Debut for UK ports’ first fully-electric survey vessel

In a first for UK ports, the Port of London Authority (PLA) and University College of London (UCL) have launched a fully electric, remotely operated survey vessel. It will support a MSc Hydrographic Surveying course they have run in partnership since 1999.

The state-of-the-art platform, manufactured by MARITIME ROBOTICS, was acquired by the partners, following a successful bid and award of an £263,000 grant from the Engineering & Physical Sciences Research Council (EPSRC).

The vessel features the most advanced sonar and scanning system from technology manufacturer, NORBIT, called a WINGHEAD. This facilitates unparalleled collection of data to create detailed maps of the riverbed, and structures, such as bridges, jetties and shipwrecks that need to be surveyed and inspected to ensure accurate information for safety of navigation or maintenance.
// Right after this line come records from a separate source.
#[cfg(test)]
mod tests {
    use super::*;
    use crate::request::SoundKind;
    use crate::speech::{speech_channel, CompletionSink};
    use std::sync::atomic::{AtomicBool, AtomicUsize};
    use std::sync::Barrier;
    use std::time::{Duration, Instant};

    /// Engine that records calls; completion is driven by the test
    #[derive(Default)]
    struct RecordingEngine {
        spoken: Mutex<Vec<Utterance>>,
        sounds: Mutex<Vec<SoundKind>>,
        stops: AtomicUsize,
        fail_next: Mutex<Option<SpeechError>>,
        not_ready: AtomicBool,
    }

    impl RecordingEngine {
        fn texts(&self) -> Vec<String> {
            self.spoken.lock().iter().map(|u| u.text.clone()).collect()
        }

        fn last_id(&self) -> u64 {
            self.spoken.lock().last().map(|u| u.id).unwrap()
        }
    }

    impl SpeechEngine for RecordingEngine {
        fn speak(&self, utterance: &Utterance) -> Result<(), SpeechError> {
            if self.not_ready.load(Ordering::SeqCst) {
                return Err(SpeechError::NotReady);
            }
            if let Some(e) = self.fail_next.lock().take() {
                return Err(e);
            }
            self.spoken.lock().push(utterance.clone());
            Ok(())
        }

        fn play_sound(&self, kind: SoundKind) {
            self.sounds.lock().push(kind);
        }

        fn stop(&self) {
            self.stops.fetch_add(1, Ordering::SeqCst);
        }
    }

    fn arbiter_with(config: AlertConfig) -> (AlertArbiter, Arc<RecordingEngine>) {
        let engine = Arc::new(RecordingEngine::default());
        (AlertArbiter::new(config, engine.clone()), engine)
    }

    fn arbiter() -> (AlertArbiter, Arc<RecordingEngine>) {
        arbiter_with(AlertConfig::default())
    }

    fn complete(arbiter: &AlertArbiter, engine: &RecordingEngine) {
        arbiter.on_speech_event(SpeechEvent {
            utterance_id: engine.last_id(),
            outcome: SpeechOutcome::Done,
        });
    }

    #[test]
    fn test_idle_submit_speaks_immediately() {
        let (arbiter, engine) = arbiter();

        assert_eq!(arbiter.submit(AlertRequest::normal("Lane departure")), Submitted::Started);
        assert!(arbiter.is_speaking());
        assert_eq!(engine.texts(), vec!["Lane departure"]);

        complete(&arbiter, &engine);
        assert!(!arbiter.is_speaking());
    }

    #[test]
    fn test_normal_requests_fifo() {
        let (arbiter, engine) = arbiter();
        arbiter.submit(AlertRequest::normal("one"));
        assert_eq!(arbiter.submit(AlertRequest::normal("two")), Submitted::Queued);
        assert_eq!(arbiter.submit(AlertRequest::normal("three")), Submitted::Queued);
        assert_eq!(engine.texts().len(), 1);

        complete(&arbiter, &engine);
        complete(&arbiter, &engine);
        assert_eq!(engine.texts(), vec!["one", "two", "three"]);

        complete(&arbiter, &engine);
        assert!(!arbiter.is_speaking());
    }

    #[test]
    fn test_urgent_preempts_queue_not_active() {
        let (arbiter, engine) = arbiter();
        arbiter.submit(AlertRequest::normal("speed"));
        arbiter.submit(AlertRequest::normal("lane"));
        arbiter.submit(AlertRequest::urgent("collision"));

        // active utterance not interrupted
        assert_eq!(engine.stops.load(Ordering::SeqCst), 0);
        assert_eq!(engine.texts(), vec!["speed"]);

        complete(&arbiter, &engine);
        assert_eq!(engine.texts(), vec!["speed", "collision"]);

        complete(&arbiter, &engine);
        assert_eq!(engine.texts(), vec!["speed", "collision", "lane"]);
    }

    #[test]
    fn test_speech_parameters() {
        let (arbiter, engine) = arbiter();
        arbiter.submit(AlertRequest::urgent("brake"));
        complete(&arbiter, &engine);
        arbiter.submit(AlertRequest::normal("slow down"));

        let spoken = engine.spoken.lock();
        assert_eq!((spoken[0].rate, spoken[0].volume), (1.1, 1.0));
        assert!(spoken[0].urgent);
        assert_eq!((spoken[1].rate, spoken[1].volume), (0.9, 0.8));
    }

    #[test]
    fn test_sound_played_when_spoken() {
        let (arbiter, engine) = arbiter();
        arbiter.submit(AlertRequest::normal("first"));
        arbiter.submit(AlertRequest::normal("Speed limit exceeded").with_sound(SoundKind::SpeedLimit));
        assert!(engine.sounds.lock().is_empty());

        complete(&arbiter, &engine);
        assert_eq!(*engine.sounds.lock(), vec![SoundKind::SpeedLimit]);
    }

    #[test]
    fn test_error_event_advances_queue() {
        let (arbiter, engine) = arbiter();
        arbiter.submit(AlertRequest::normal("one"));
        arbiter.submit(AlertRequest::normal("two"));

        arbiter.on_speech_event(SpeechEvent {
            utterance_id: engine.last_id(),
            outcome: SpeechOutcome::Error("audio focus lost".to_string()),
        });

        assert_eq!(engine.texts(), vec!["one", "two"]);
        assert_eq!(arbiter.stats().failed, 1);
    }

    #[test]
    fn test_failed_start_advances_queue() {
        let (arbiter, engine) = arbiter();
        arbiter.submit(AlertRequest::normal("one"));
        arbiter.submit(AlertRequest::normal("two"));
        arbiter.submit(AlertRequest::normal("three"));

        *engine.fail_next.lock() = Some(SpeechError::Engine("synth crashed".to_string()));
        complete(&arbiter, &engine);

        // "two" failed to start, "three" follows without a completion event
        assert_eq!(engine.texts(), vec!["one", "three"]);
        assert!(arbiter.is_speaking());
    }

    #[test]
    fn test_alerts_held_until_engine_ready() {
        let (arbiter, engine) = arbiter();
        engine.not_ready.store(true, Ordering::SeqCst);

        arbiter.submit(AlertRequest::urgent("collision").with_sound(SoundKind::Collision));
        arbiter.submit(AlertRequest::normal("speed"));
        assert!(!arbiter.is_speaking());
        let held: Vec<_> = arbiter.pending().into_iter().map(|r| r.message).collect();
        assert_eq!(held, vec!["collision", "speed"]);

        engine.not_ready.store(false, Ordering::SeqCst);
        arbiter.on_engine_ready();
        assert_eq!(engine.texts(), vec!["collision"]);

        complete(&arbiter, &engine);
        assert_eq!(engine.texts(), vec!["collision", "speed"]);
        assert_eq!(arbiter.stats().failed, 0);
        assert_eq!(arbiter.stats().dropped, 0);
    }

    #[test]
    fn test_held_alerts_retried_on_next_submit() {
        let (arbiter, engine) = arbiter();
        engine.not_ready.store(true, Ordering::SeqCst);
        arbiter.submit(AlertRequest::urgent("collision"));
        arbiter.submit(AlertRequest::normal("speed"));

        engine.not_ready.store(false, Ordering::SeqCst);
        assert_eq!(arbiter.submit(AlertRequest::normal("later")), Submitted::Queued);
        complete(&arbiter, &engine);
        complete(&arbiter, &engine);

        assert_eq!(engine.texts(), vec!["collision", "speed", "later"]);
    }

    #[test]
    fn test_urgent_submit_ahead_of_held_normal() {
        let (arbiter, engine) = arbiter();
        engine.not_ready.store(true, Ordering::SeqCst);
        arbiter.submit(AlertRequest::normal("speed"));

        engine.not_ready.store(false, Ordering::SeqCst);
        assert_eq!(arbiter.submit(AlertRequest::urgent("collision")), Submitted::Started);
        complete(&arbiter, &engine);

        assert_eq!(engine.texts(), vec!["collision", "speed"]);
    }

    #[test]
    fn test_ready_signal_through_channel() {
        let (sink, events) = speech_channel();
        let engine = Arc::new(RecordingEngine::default());
        engine.not_ready.store(true, Ordering::SeqCst);
        let arbiter = Arc::new(AlertArbiter::new(AlertConfig::default(), engine.clone()));
        arbiter.attach(events).unwrap();

        arbiter.submit(AlertRequest::urgent("collision"));
        engine.not_ready.store(false, Ordering::SeqCst);
        assert!(sink.ready());

        let deadline = Instant::now() + Duration::from_secs(5);
        while engine.texts().is_empty() && Instant::now() < deadline {
            thread::sleep(Duration::from_millis(2));
        }
        assert_eq!(engine.texts(), vec!["collision"]);
        arbiter.shutdown();
    }

    /// Engine whose sound effect blocks until the test releases it
    struct GatedEngine {
        log: Mutex<Vec<String>>,
        entered: Barrier,
        release: Barrier,
    }

    impl SpeechEngine for GatedEngine {
        fn speak(&self, utterance: &Utterance) -> Result<(), SpeechError> {
            self.log.lock().push(format!("speak:{}", utterance.text));
            Ok(())
        }

        fn play_sound(&self, _kind: SoundKind) {
            self.entered.wait();
            self.release.wait();
        }

        fn stop(&self) {
            self.log.lock().push("stop".to_string());
        }
    }

    #[test]
    fn test_no_utterance_starts_after_shutdown() {
        let engine = Arc::new(GatedEngine {
            log: Mutex::new(Vec::new()),
            entered: Barrier::new(2),
            release: Barrier::new(2),
        });
        let arbiter = Arc::new(AlertArbiter::new(AlertConfig::default(), engine.clone()));

        arbiter.submit(AlertRequest::normal("one"));
        arbiter.submit(AlertRequest::normal("two").with_sound(SoundKind::SpeedLimit));
        let first = arbiter.active_utterance().unwrap();

        let completer = {
            let arbiter = arbiter.clone();
            thread::spawn(move || {
                arbiter.on_speech_event(SpeechEvent {
                    utterance_id: first,
                    outcome: SpeechOutcome::Done,
                })
            })
        };

        // completion is inside play_sound for "two"
        engine.entered.wait();
        arbiter.shutdown();
        engine.release.wait();
        completer.join().unwrap();

        assert_eq!(*engine.log.lock(), vec!["speak:one", "stop"]);
        assert!(!arbiter.is_speaking());
        assert_eq!(arbiter.stats().spoken, 1);
    }

    #[test]
    fn test_stale_completion_ignored() {
        let (arbiter, engine) = arbiter();
        arbiter.submit(AlertRequest::normal("one"));
        arbiter.submit(AlertRequest::normal("two"));
        let first = engine.last_id();

        complete(&arbiter, &engine);
        // duplicate callback for the finished utterance
        arbiter.on_speech_event(SpeechEvent {
            utterance_id: first,
            outcome: SpeechOutcome::Done,
        });

        assert!(arbiter.is_speaking());
        assert_eq!(arbiter.active_utterance(), Some(engine.last_id()));
    }

    #[test]
    fn test_queue_bound_drops_oldest_normal() {
        let config = AlertConfig {
            max_pending: 2,
            ..Default::default()
        };
        let (arbiter, _engine) = arbiter_with(config);
        arbiter.submit(AlertRequest::normal("active"));
        arbiter.submit(AlertRequest::normal("a"));
        arbiter.submit(AlertRequest::normal("b"));
        assert_eq!(arbiter.submit(AlertRequest::urgent("c")), Submitted::Queued);

        let pending: Vec<_> = arbiter.pending().into_iter().map(|r| r.message).collect();
        assert_eq!(pending, vec!["c", "b"]);
        assert_eq!(arbiter.stats().dropped, 1);
    }

    #[test]
    fn test_queue_full_of_urgent() {
        let config = AlertConfig {
            max_pending: 2,
            ..Default::default()
        };
        let (arbiter, _engine) = arbiter_with(config);
        arbiter.submit(AlertRequest::normal("active"));
        arbiter.submit(AlertRequest::urgent("u1"));
        arbiter.submit(AlertRequest::urgent("u2"));

        assert_eq!(arbiter.submit(AlertRequest::normal("n")), Submitted::Dropped);
        assert_eq!(arbiter.submit(AlertRequest::urgent("u3")), Submitted::Queued);

        let pending: Vec<_> = arbiter.pending().into_iter().map(|r| r.message).collect();
        assert_eq!(pending, vec!["u2", "u3"]);
        assert_eq!(arbiter.pending_len(), 2);
    }

    #[test]
    fn test_shutdown_drains_and_stops() {
        let (arbiter, engine) = arbiter();
        arbiter.submit(AlertRequest::normal("one"));
        arbiter.submit(AlertRequest::normal("two"));

        arbiter.shutdown();
        assert_eq!(engine.stops.load(Ordering::SeqCst), 1);
        assert_eq!(arbiter.pending_len(), 0);
        assert!(!arbiter.is_speaking());

        assert_eq!(arbiter.submit(AlertRequest::urgent("late")), Submitted::Closed);
        // late completion after shutdown is a no-op
        complete(&arbiter, &engine);
        assert_eq!(engine.texts(), vec!["one"]);

        arbiter.shutdown();
        assert_eq!(engine.stops.load(Ordering::SeqCst), 1);
    }

    /// Engine that completes every utterance on its own thread
    struct ThreadedEngine {
        sink: CompletionSink,
        active: Arc<AtomicUsize>,
        max_active: AtomicUsize,
        spoken: AtomicUsize,
    }

    impl SpeechEngine for ThreadedEngine {
        fn speak(&self, utterance: &Utterance) -> Result<(), SpeechError> {
            let now_active = self.active.fetch_add(1, Ordering::SeqCst) + 1;
            self.max_active.fetch_max(now_active, Ordering::SeqCst);
            self.spoken.fetch_add(1, Ordering::SeqCst);

            let id = utterance.id;
            let sink = self.sink.clone();
            let active = self.active.clone();
            thread::spawn(move || {
                thread::sleep(Duration::from_micros(200));
                active.fetch_sub(1, Ordering::SeqCst);
                sink.done(id);
            });
            Ok(())
        }

        fn play_sound(&self, _kind: SoundKind) {}

        fn stop(&self) {}
    }

    #[test]
    fn test_single_speaker_under_concurrent_submitters() {
        let (sink, events) = speech_channel();
        let engine = Arc::new(ThreadedEngine {
            sink,
            active: Arc::new(AtomicUsize::new(0)),
            max_active: AtomicUsize::new(0),
            spoken: AtomicUsize::new(0),
        });
        let config = AlertConfig {
            max_pending: 1000,
            ..Default::default()
        };
        let arbiter = Arc::new(AlertArbiter::new(config, engine.clone()));
        arbiter.attach(events).unwrap();

        let submitters: Vec<_> = (0..4)
            .map(|t| {
                let arbiter = arbiter.clone();
                thread::spawn(move || {
                    for i in 0..25 {
                        let request = if i % 5 == 0 {
                            AlertRequest::urgent(format!("urgent {}-{}", t, i))
                        } else {
                            AlertRequest::normal(format!("normal {}-{}", t, i))
                        };
                        arbiter.submit(request);
                    }
                })
            })
            .collect();
        for submitter in submitters {
            submitter.join().unwrap();
        }

        let deadline = Instant::now() + Duration::from_secs(10);
        while (arbiter.is_speaking() || arbiter.pending_len() > 0) && Instant::now() < deadline {
            thread::sleep(Duration::from_millis(5));
        }

        assert_eq!(engine.spoken.load(Ordering::SeqCst), 100);
        assert_eq!(engine.max_active.load(Ordering::SeqCst), 1);
        arbiter.shutdown();
    }
}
The platform will facilitate PLA and UCL research in coastal morphology, carbon reduction, habitat mapping and other areas of education and development in the sphere of maritime safety, autonomy, and robotics.

Due to its small size and manoeuvrability, the remote platform can be deployed in situations where traditional survey vessels would be impractical or unsafe, such as shallow waters, or close inshore or around and under marine structures. Its battery- powered electric thrusters provide a much more environmentally-friendly solution than traditional marine diesel or petrol engines.

The tidal Thames is home to the UK’s port and busiest inland waterway; accurate and regularly updated riverbed data is essential to safe navigation. The PLA’s port hydrographer, John Dillon-Leetch, said:

“We’re delighted to lead the way in launching this remote surveying vessel with UCL.

“Not only does it feature the latest in innovation, thanks to NORBIT’s multibeam technology, but it also enables our hydrographers to survey in previously inaccessible areas, safely and sustainably. This aligns with two of our goals in our Thames Vision 2050 strategy, launched last year.”

The remote surveying vessel has been trialled in London’s Royal Docks and at the PLA’s Richmond Lock and Weir, by UCL’s latest cohort of international MSC students supported by the PLA Hydrographic Service Team.

Since 1999, the PLA’s Hydrography team have worked in partnership with UCL Civil, Environmental and Geomatics Engineering (CEGE) to deliver the International Hydrographic Organisation (IHO) accredited Category A MSc in Geospatial Science, Hydrographic Surveying. The only CAT A accredited course in the UK, supporting the education of future hydrographic surveyors from around the world.

UCL CEGE’s lecturer in marine geospatial science, Dr. Cassandra Nanlal, explains:

“Our partnership with the PLA enables us to offer an unrivalled field course experience with a world-leading hydrography team, including use of cutting-edge equipment, such as this remote surveying vessel.

“Our international students will be able to take their experience and knowledge to all parts of the world, to help elevate the standards within the industry. This platform will facilitate interdisciplinary research at UCL with collaborations between CEGE, UCL Mechanical Engineering and UCL Geography, in alignment with the UCL Research Strategy.”

John Fraser from NORBIT commented: “We are proud to support PLA and UCL with this project which demonstrates the importance of both technical innovation and practical application.”

The emergence and growing importance of remote and autonomous surveying vessels signify a paradigm shift in the hydrographic surveying industry.

By providing a safer, more efficient, versatile, and sustainable solution for underwater data collection, these vessels will transform the way the surveyors of the future map and analyse data of the world’s riverbeds and ocean floors as well as paving the way for a more technologically driven and sustainable future in maritime operations.